You need to get your software approved by us before it can go live with this API. We call this onboarding. The onboarding process can sometimes be quite long, so it’s worth planning well ahead.

More details on the onboarding process to follow.


Endpoints

Get a list of data sets

get /datasets

Note: the sandbox API is under construction so Try this API responses don't work in this release.

  

Overview

Use this endpoint to get a summary list of published data sets.

Summary data set metadata returned

The summary data set metadata returned by this search includes:

  • schema conformance
  • data set persistent identifier
  • data set name
  • data set description
  • data set version
  • self continuation link
  • data set metadata creation date
  • data set metadata modification date
  • source of the metadata

Request

Headers
Name Description
apikey

String

API key to authenticate with.

Required
X-Correlation-ID

String

An optional ID which you can use to track transactions across multiple systems.

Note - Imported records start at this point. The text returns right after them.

//! Translation tree codec.
//!
//! A translation file is a JSON object whose values are either nested objects
//! or leaves. A leaf is a plain string or a pluralized record such as
//! `{"one": "%(count)s file", "other": "%(count)s files"}`.
//!
//! In JSON the only thing that tells a pluralized leaf apart from a nested
//! object is the presence of an `other` field. That probe happens once, in the
//! decoder; in memory every node is an explicit [`Node`] variant.
//!
//! ## Module Structure
//!
//! - `path`: key path parsing and joining
//! - `codec`: JSON decoding/encoding of trees
//! - `flat`: normalization of legacy flat-encoded trees

mod codec;
pub mod flat;
mod path;

use indexmap::IndexMap;
use thiserror::Error;

pub use path::{DEFAULT_SEPARATOR, DisplayKeyPath, KeyPath};

/// Name of the mandatory plural form.
pub const PLURAL_OTHER: &str = "other";
/// Name of the singular plural form.
pub const PLURAL_ONE: &str = "one";

#[derive(Debug, Clone, PartialEq, Eq, Error)]
pub enum TreeError {
    /// The path is empty and addresses nothing.
    #[error("empty key path")]
    EmptyPath,

    /// The path runs into a node of a different kind: it either traverses a
    /// leaf, or would replace a leaf with a subtree (or vice versa).
    #[error("key path collides with an existing {found} at segment \"{segment}\"")]
    PathCollision {
        path: KeyPath,
        segment: String,
        found: &'static str,
    },

    /// A JSON value that is neither a string, a plural record nor an object.
    #[error("unsupported value at \"{key}\": {reason}")]
    InvalidValue { key: String, reason: String },
}

/// A pluralized leaf.
///
/// Forms are kept in file order. `other` is always present; `one` is the only
/// other form the tooling ever creates, but additional forms written by
/// translators (`few`, `many`, ...) are carried through untouched.
#[derive(Debug, Clone, PartialEq, Eq)]
pub struct Plural {
    forms: IndexMap<String, String>,
}

impl Plural {
    pub fn new(other: impl Into<String>, one: Option<String>) -> Self {
        let mut forms = IndexMap::new();
        forms.insert(PLURAL_OTHER.to_string(), other.into());
        if let Some(one) = one {
            forms.insert(PLURAL_ONE.to_string(), one);
        }
        Self { forms }
    }

    /// Placeholder record for a freshly discovered pluralized key: both forms
    /// are the key itself.
    pub fn seeded(key: &str) -> Self {
        Self::new(key, Some(key.to_string()))
    }

    /// Build from a list of forms. Returns `None` when `other` is missing.
    pub fn from_forms(forms: IndexMap<String, String>) -> Option<Self> {
        forms.contains_key(PLURAL_OTHER).then_some(Self { forms })
    }

    pub fn other(&self) -> &str {
        self.forms
            .get(PLURAL_OTHER)
            .map(String::as_str)
            .unwrap_or_default()
    }

    pub fn one(&self) -> Option<&str> {
        self.forms.get(PLURAL_ONE).map(String::as_str)
    }

    pub fn forms(&self) -> impl Iterator<Item = (&str, &str)> {
        self.forms.iter().map(|(k, v)| (k.as_str(), v.as_str()))
    }
}

/// A leaf value.
#[derive(Debug, Clone, PartialEq, Eq)]
pub enum Translation {
    Text(String),
    Plural(Plural),
}

impl Translation {
    /// The English value used for placeholder validation: the string itself,
    /// or the `other` form of a plural.
    pub fn primary(&self) -> &str {
        match self {
            Translation::Text(text) => text,
            Translation::Plural(plural) => plural.other(),
        }
    }

    /// All string forms of the leaf.
    pub fn strings(&self) -> Vec<&str> {
        match self {
            Translation::Text(text) => vec![text.as_str()],
            Translation::Plural(plural) => plural.forms().map(|(_, v)| v).collect(),
        }
    }
}

/// A node of the tree: a leaf or a nested subtree.
#[derive(Debug, Clone, PartialEq, Eq)]
pub enum Node {
    Leaf(Translation),
    Subtree(Tree),
}

impl Node {
    pub fn text(value: impl Into<String>) -> Self {
        Node::Leaf(Translation::Text(value.into()))
    }

    pub fn plural(plural: Plural) -> Self {
        Node::Leaf(Translation::Plural(plural))
    }

    pub fn as_leaf(&self) -> Option<&Translation> {
        match self {
            Node::Leaf(translation) => Some(translation),
            Node::Subtree(_) => None,
        }
    }

    /// Whether the node carries a usable value: an empty string does not.
    pub fn has_value(&self) -> bool {
        match self {
            Node::Leaf(Translation::Text(text)) => !text.is_empty(),
            Node::Leaf(Translation::Plural(_)) | Node::Subtree(_) => true,
        }
    }

    fn kind(&self) -> &'static str {
        match self {
            Node::Leaf(_) => "translation",
            Node::Subtree(_) => "subtree",
        }
    }
}

/// An ordered translation tree. Entry order is insertion order, which is
/// also the order entries are written back to disk.
#[derive(Debug, Clone, Default, PartialEq, Eq)]
pub struct Tree {
    entries: IndexMap<String, Node>,
}

impl Tree {
    pub fn new() -> Self {
        Self::default()
    }

    pub fn len(&self) -> usize {
        self.entries.len()
    }

    pub fn is_empty(&self) -> bool {
        self.entries.is_empty()
    }

    /// Top-level entries in order.
    pub fn iter(&self) -> impl Iterator<Item = (&String, &Node)> {
        self.entries.iter()
    }

    /// Mutable top-level entries in order.
    pub fn iter_mut(&mut self) -> impl Iterator<Item = (&String, &mut Node)> {
        self.entries.iter_mut()
    }

    pub fn get_entry(&self, key: &str) -> Option<&Node> {
        self.entries.get(key)
    }

    pub fn get_entry_mut(&mut self, key: &str) -> Option<&mut Node> {
        self.entries.get_mut(key)
    }

    /// Remove a top-level entry, keeping the order of the others.
    pub fn remove_entry(&mut self, key: &str) -> Option<Node> {
        self.entries.shift_remove(key)
    }

    /// Insert a top-level entry, replacing any previous one.
    pub fn insert(&mut self, key: impl Into<String>, node: Node) -> Option<Node> {
        self.entries.insert(key.into(), node)
    }

    /// Look up the node at `path`. `None` means absent; an empty string or an
    /// empty subtree is still `Some`.
    pub fn get(&self, path: &KeyPath) -> Option<&Node> {
        let (last, parents) = path.segments().split_last()?;
        let mut current = self;
        for segment in parents {
            match current.entries.get(segment)? {
                Node::Subtree(tree) => current = tree,
                Node::Leaf(_) => return None,
            }
        }
        current.entries.get(last)
    }

    /// Look up a leaf at `path`.
    pub fn get_leaf(&self, path: &KeyPath) -> Option<&Translation> {
        self.get(path).and_then(Node::as_leaf)
    }

    /// Store `node` at `path`, creating intermediate subtrees as needed.
    ///
    /// Only the final segment is overwritten, and only by a node of the same
    /// kind. Returns the previous node at that position.
    pub fn set(&mut self, path: &KeyPath, node: Node) -> Result<Option<Node>, TreeError> {
        let (last, parents) = path.segments().split_last().ok_or(TreeError::EmptyPath)?;
        let mut current = self;
        for segment in parents {
            let entry = current
                .entries
                .entry(segment.clone())
                .or_insert_with(|| Node::Subtree(Tree::new()));
            match entry {
                Node::Subtree(tree) => current = tree,
                Node::Leaf(_) => {
                    return Err(TreeError::PathCollision {
                        path: path.clone(),
                        segment: segment.clone(),
                        found: "translation",
                    });
                }
            }
        }

        if let Some(existing) = current.entries.get(last)
            && std::mem::discriminant(existing) != std::mem::discriminant(&node)
        {
            return Err(TreeError::PathCollision {
                path: path.clone(),
                segment: last.clone(),
                found: existing.kind(),
            });
        }

        Ok(current.entries.insert(last.clone(), node))
    }

    /// Remove the node at `path` and return it.
    ///
    /// Ancestors are left in place even when they become empty, so repeated
    /// calls on the same path are harmless.
    pub fn unset(&mut self, path: &KeyPath) -> Option<Node> {
        let (last, parents) = path.segments().split_last()?;
        let mut current = self;
        for segment in parents {
            match current.entries.get_mut(segment)? {
                Node::Subtree(tree) => current = tree,
                Node::Leaf(_) => return None,
            }
        }
        current.entries.shift_remove(last)
    }

    /// Deep-merge `other` into `self`. Subtrees present on both sides are
    /// merged recursively; anything else is taken from `other`.
    pub fn merge(&mut self, other: Tree) {
        for (key, node) in other.entries {
            match node {
                Node::Subtree(theirs) => {
                    if let Some(Node::Subtree(mine)) = self.entries.get_mut(&key) {
                        mine.merge(theirs);
                    } else {
                        self.entries.insert(key, Node::Subtree(theirs));
                    }
                }
                leaf => {
                    self.entries.insert(key, leaf);
                }
            }
        }
    }

    /// Lazily enumerate every leaf depth-first, with its full path.
    ///
    /// Pluralized leaves are yielded whole; their forms are never visited as
    /// separate keys.
    pub fn leaves(&self) -> Leaves<'_> {
        Leaves {
            stack: vec![self.entries.iter()],
            prefix: Vec::new(),
        }
    }

    /// Drop subtrees left empty by [`Tree::unset`]. Returns how many were
    /// removed.
    pub fn prune_empty(&mut self) -> usize {
        let mut removed = 0;
        self.entries.retain(|_, node| match node {
            Node::Subtree(tree) => {
                removed += tree.prune_empty();
                if tree.is_empty() {
                    removed += 1;
                    false
                } else {
                    true
                }
            }
            Node::Leaf(_) => true,
        });
        removed
    }

    /// Return the tree with keys sorted alphabetically at every level.
    /// Plural forms keep their own order.
    pub fn sorted(self) -> Tree {
        let mut entries: Vec<(String, Node)> = self
            .entries
            .into_iter()
            .map(|(key, node)| match node {
                Node::Subtree(tree) => (key, Node::Subtree(tree.sorted())),
                leaf => (key, leaf),
            })
            .collect();
        entries.sort_by(|a, b| a.0.cmp(&b.0));
        Tree {
            entries: entries.into_iter().collect(),
        }
    }
}

impl IntoIterator for Tree {
    type Item = (String, Node);
    type IntoIter = indexmap::map::IntoIter<String, Node>;

    fn into_iter(self) -> Self::IntoIter {
        self.entries.into_iter()
    }
}

impl FromIterator<(String, Node)> for Tree {
    fn from_iter<I: IntoIterator<Item = (String, Node)>>(iter: I) -> Self {
        Tree {
            entries: iter.into_iter().collect(),
        }
    }
}

/// Depth-first leaf iterator returned by [`Tree::leaves`].
pub struct Leaves<'a> {
    stack: Vec<indexmap::map::Iter<'a, String, Node>>,
    prefix: Vec<&'a str>,
}

impl<'a> Iterator for Leaves<'a> {
    type Item = (KeyPath, &'a Translation);

    fn next(&mut self) -> Option<Self::Item> {
        loop {
            let iter = self.stack.last_mut()?;
            match iter.next() {
                Some((key, Node::Leaf(translation))) => {
                    let mut segments: Vec<String> =
                        self.prefix.iter().map(|s| s.to_string()).collect();
                    segments.push(key.clone());
                    return Some((KeyPath::from(segments), translation));
                }
                Some((key, Node::Subtree(tree))) => {
                    self.prefix.push(key);
                    self.stack.push(tree.entries.iter());
                }
                None => {
                    self.stack.pop();
                    self.prefix.pop();
                }
            }
        }
    }
}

It can take any value, but we recommend avoiding . characters.

Mirrored back in a response header.

Example: 11C46F5F-CDEF-4865-94B2-0EE0EDCC26DA

X-Request-ID

String

A globally unique identifier (GUID) for the request, which we use to de-duplicate repeated requests and to trace the request if you contact our helpdesk.

Must be a universally unique identifier (UUID) (ideally version 4).

Mirrored back in a response header.

If you re-send a failed request, use the same value in this header.

Pattern: /^[0-9a-fA-F]{8}-[0-9a-fA-F]{4}-[0-9a-fA-F]{4}-[0-9a-fA-F]{4}-[0-9a-fA-F]{12}$/

Example: 60E0B220-8136-4CA5-AE46-1D97EF59D068

Response

HTTP status: 200

OK

Body

Content type: application/json

Example

Schema

Name Description
object

Container object for all summary dataset resources that match the request.

total
integer
required

The total number of resources that match the request.

Minimum: 1 (inclusive)
items
array
required

Repeats all summary dataset resources (items) that match the request.

object
@schema
object
required

JSON Schema specification that summary dataset resource (item) conforms to.

type
string
required

JSON document type. The JSON dataset is a JSON document, which includes descriptive metadata.

Example: Dataset
url
string
required

Dataset schema URL resolves to version of conformant JSON schema.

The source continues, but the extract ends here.